_Exercise instructions_.
In the entries below, every line that contains "GeoPoint" must be located and copied.

....

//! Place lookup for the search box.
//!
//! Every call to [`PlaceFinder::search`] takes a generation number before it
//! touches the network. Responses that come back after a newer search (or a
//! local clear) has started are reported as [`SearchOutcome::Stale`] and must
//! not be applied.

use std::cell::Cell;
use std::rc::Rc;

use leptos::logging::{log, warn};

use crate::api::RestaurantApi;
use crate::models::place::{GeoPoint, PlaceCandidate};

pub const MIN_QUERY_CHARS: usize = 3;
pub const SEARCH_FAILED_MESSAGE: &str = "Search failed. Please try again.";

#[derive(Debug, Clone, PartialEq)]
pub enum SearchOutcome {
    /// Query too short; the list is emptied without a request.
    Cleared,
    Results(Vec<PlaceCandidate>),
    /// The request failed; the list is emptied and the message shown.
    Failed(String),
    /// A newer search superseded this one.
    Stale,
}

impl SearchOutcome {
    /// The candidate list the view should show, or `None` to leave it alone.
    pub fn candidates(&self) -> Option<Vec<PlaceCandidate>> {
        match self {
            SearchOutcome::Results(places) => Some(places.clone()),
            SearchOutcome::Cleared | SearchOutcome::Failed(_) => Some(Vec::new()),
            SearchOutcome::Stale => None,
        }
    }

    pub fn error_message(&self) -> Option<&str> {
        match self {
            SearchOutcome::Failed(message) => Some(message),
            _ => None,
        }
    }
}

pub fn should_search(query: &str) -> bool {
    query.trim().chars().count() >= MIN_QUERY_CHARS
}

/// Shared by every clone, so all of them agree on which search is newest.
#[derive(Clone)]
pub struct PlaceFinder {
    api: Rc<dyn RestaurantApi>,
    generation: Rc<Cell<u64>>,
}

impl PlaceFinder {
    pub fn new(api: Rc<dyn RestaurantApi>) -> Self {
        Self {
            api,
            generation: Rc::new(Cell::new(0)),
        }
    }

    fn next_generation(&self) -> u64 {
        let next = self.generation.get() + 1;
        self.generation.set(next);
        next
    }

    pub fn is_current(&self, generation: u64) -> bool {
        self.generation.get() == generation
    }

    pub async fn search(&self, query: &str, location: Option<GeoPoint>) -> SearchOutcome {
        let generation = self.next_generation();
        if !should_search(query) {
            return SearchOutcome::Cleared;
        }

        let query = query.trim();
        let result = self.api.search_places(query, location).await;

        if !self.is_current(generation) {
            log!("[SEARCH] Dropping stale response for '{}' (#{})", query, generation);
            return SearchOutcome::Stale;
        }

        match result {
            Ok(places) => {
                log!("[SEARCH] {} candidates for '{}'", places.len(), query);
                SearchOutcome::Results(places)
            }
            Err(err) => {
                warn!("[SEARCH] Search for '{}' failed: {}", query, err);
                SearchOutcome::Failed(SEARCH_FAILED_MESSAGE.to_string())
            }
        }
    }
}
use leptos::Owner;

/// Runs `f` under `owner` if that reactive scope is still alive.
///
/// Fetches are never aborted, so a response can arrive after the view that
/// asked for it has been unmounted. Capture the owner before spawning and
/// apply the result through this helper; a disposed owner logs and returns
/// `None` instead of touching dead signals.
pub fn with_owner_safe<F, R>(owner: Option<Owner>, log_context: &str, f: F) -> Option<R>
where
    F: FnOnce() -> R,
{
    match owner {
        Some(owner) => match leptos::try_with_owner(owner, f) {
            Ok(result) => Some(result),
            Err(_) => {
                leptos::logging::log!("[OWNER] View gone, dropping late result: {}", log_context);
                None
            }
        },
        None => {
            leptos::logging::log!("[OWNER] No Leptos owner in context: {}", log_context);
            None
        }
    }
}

....

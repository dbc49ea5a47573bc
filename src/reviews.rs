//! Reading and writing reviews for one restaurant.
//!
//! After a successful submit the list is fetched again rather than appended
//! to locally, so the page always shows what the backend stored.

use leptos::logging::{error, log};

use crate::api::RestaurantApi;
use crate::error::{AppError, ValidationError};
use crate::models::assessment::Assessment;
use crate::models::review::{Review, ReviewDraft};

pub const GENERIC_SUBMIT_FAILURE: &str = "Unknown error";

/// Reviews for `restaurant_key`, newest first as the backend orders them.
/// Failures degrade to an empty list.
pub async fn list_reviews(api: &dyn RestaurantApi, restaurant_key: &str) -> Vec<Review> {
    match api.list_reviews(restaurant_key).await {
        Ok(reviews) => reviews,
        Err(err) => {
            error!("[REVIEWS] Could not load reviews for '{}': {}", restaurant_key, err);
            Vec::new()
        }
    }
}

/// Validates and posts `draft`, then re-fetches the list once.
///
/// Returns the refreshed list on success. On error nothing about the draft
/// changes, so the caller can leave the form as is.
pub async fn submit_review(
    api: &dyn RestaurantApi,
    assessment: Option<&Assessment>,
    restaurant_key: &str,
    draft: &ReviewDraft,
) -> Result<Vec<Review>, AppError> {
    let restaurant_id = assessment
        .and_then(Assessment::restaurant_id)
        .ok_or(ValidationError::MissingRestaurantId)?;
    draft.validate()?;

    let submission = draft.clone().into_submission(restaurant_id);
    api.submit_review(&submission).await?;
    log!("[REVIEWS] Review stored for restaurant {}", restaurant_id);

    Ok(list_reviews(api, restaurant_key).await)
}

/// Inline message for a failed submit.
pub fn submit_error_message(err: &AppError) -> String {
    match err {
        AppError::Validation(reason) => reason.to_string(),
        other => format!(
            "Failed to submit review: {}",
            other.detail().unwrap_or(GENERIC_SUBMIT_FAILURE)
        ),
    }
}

....

_Response to this task_.
use crate::models::place::{GeoPoint, PlaceCandidate};
    pub async fn search(&self, query: &str, location: Option<GeoPoint>) -> SearchOutcome {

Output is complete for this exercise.